Autonomic computing: a quick recap
In a nutshell, administrators spend too much time doing repetitive tasks that the system should be able to do for itself. For example, when Michelle in accounting installs a new bookkeeping client, she shouldn't have to learn about operating systems, run time environments, and how to check how much drive space and RAM she has before she can get it installed. The installer should be able to check for her and, preferably, resolve any problems before continuing.
Additionally, if a database's log file is about to fill up its drive, the system should be able to provision a new one without the administrator having to keep an eye on it and doing it manually. When an international consortium of hackers targets your server for attack, it should be able to defend itself without completely shutting down.
The autonomic computing field is still evolving and developing, of course, but in many of these cases, the tools are out there, ready for you to use to make your applications more autonomic. This article discusses what you can use today to make your applications and systems more self-sufficient.
Whenever a new technology comes on the scene, there is a period of suffering during which a lot of people are thinking about it or writing about it, but nobody quite knows how to actually do it yet. And the more linexciting the technology, the more people are talking about it. The autonomic computing environment is pretty exciting, with its promise of systems that can take much of the routine daily load off administrators; therefore, there's a lot of talk. It's also a little intimidating if all you know is the ultimate goal.
The good news is that it doesn't have to be intimidating, either because it sounds too complicated or because it sounds too powerful. Fortunately, it's not about building a system that's going to become sentient and take over the world. Well, not in the near future, anyway.
No, instead I'm talking about taking the first baby steps into a world in which systems perform their functions -- and only their functions -- in concert with business goals. That's a crucial aspect of the autonomic computing environment, so let me restate it: we're not talking about changing your business rules -- just the way your business implements those rules.
The tools within the Autonomic Computing Toolkit (see Resources) are the first steps toward bringing to you an architecture that enables system components to not only think, but also to converse with each other in order to think better.
An autonomic computing architecture consists of several core capabilities:
- Solution installation and deployment technologies
- Integrated Solutions Console
- Problem determination
- Autonomic management
- Provisioning and orchestration
- Complex analysis
- Policy-based management
- Heterogeneous workload management
I'll discuss each of these goals, and show you how you can start working towards them.
Solution installation and deployment technologies
When was the last time you installed a major software package? How long did it take you to figure out whether you'd met the hardware requirements? How about prerequisite software? Did you have to download additional packages and install them? Did your installation break software that had already been installed? How long did it take you to clean up the mess?

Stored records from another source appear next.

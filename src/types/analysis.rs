// src/types/analysis.rs
//! Result types produced by the analysis and matching pipelines, plus the
//! envelopes an external store persists them under.

use chrono::{DateTime, Utc};
use serde::{Deserialize, Serialize};
use std::collections::BTreeMap;
use uuid::Uuid;

use super::profile::ExtractedProfile;

/// Per-section completeness scores, each in 0..=10.
#[derive(Debug, Clone, Default, PartialEq, Eq, Serialize, Deserialize)]
pub struct SectionScores {
    pub personal_info: u8,
    pub summary: u8,
    pub skills: u8,
    pub experience: u8,
    pub education: u8,
    pub projects: u8,
    pub certifications: u8,
}

/// Complete outcome of one résumé analysis over a single text snapshot.
/// Immutable after construction.
#[derive(Debug, Clone, PartialEq, Serialize, Deserialize)]
pub struct AnalysisResult {
    pub profile: ExtractedProfile,
    pub section_scores: SectionScores,
    pub final_score: u8,
    pub word_count: usize,
    pub word_count_score: u8,
    pub grammar_errors: usize,
    pub grammar_score: u8,
    pub missing_fields: usize,
    pub strengths: Vec<String>,
    pub weaknesses: Vec<String>,
    pub suggestions: Vec<String>,
    pub missing_keywords: Vec<String>,
}

/// Technologies required by a job description within one taxonomy category.
/// Invariant: `matched` and `missing` partition `required`.
#[derive(Debug, Clone, Default, PartialEq, Eq, Serialize, Deserialize)]
pub struct CategoryMatch {
    pub required: Vec<String>,
    pub matched: Vec<String>,
    pub missing: Vec<String>,
}

/// Outcome of matching a résumé against a job description's technology
/// requirements. `breakdown` only carries categories the job text actually
/// references.
#[derive(Debug, Clone, PartialEq, Serialize, Deserialize)]
pub struct TechMatchResult {
    pub score: f64,
    pub matched: Vec<String>,
    pub missing: Vec<String>,
    pub extra: Vec<String>,
    pub breakdown: BTreeMap<String, CategoryMatch>,
}

/// Persistence envelope for an analysis. The store itself is external; the
/// engine only produces the keyed value.
#[derive(Debug, Clone, Serialize, Deserialize)]
pub struct AnalysisRecord {
    pub id: Uuid,
    pub created_at: DateTime<Utc>,
    pub analysis: AnalysisResult,
}

impl AnalysisRecord {
    pub fn new(analysis: AnalysisResult) -> Self {
        Self {
            id: Uuid::new_v4(),
            created_at: Utc::now(),
            analysis,
        }
    }
}

/// Persistence envelope for a technology match.
#[derive(Debug, Clone, Serialize, Deserialize)]
pub struct MatchRecord {
    pub id: Uuid,
    pub created_at: DateTime<Utc>,
    pub job_description: String,
    pub result: TechMatchResult,
}

impl MatchRecord {
    pub fn new(job_description: String, result: TechMatchResult) -> Self {
        Self {
            id: Uuid::new_v4(),
            created_at: Utc::now(),
            job_description,
            result,
        }
    }
}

Wouldn't it be nice if you could just start the installation and trust that the installer would figure out where to put the software, what prerequisites to install beforehand, and how not to break any existing installations?
That's the general idea behind the autonomic computing initiative's solution installation and deployment concept.
In general, it works like this. You decide to install a software package. The software consists of the actual code, or artifact, along with a descriptor file that explains what's in it and what prerequisites need to be fulfilled before it can be installed. This descriptor/artifact package is called an Installable Unit, and these units can be grouped into solution modules, as shown in Figure 1.
Figure 1. Solution modules
In this case, the overall solution module includes a second solution module and an independent Installable Unit.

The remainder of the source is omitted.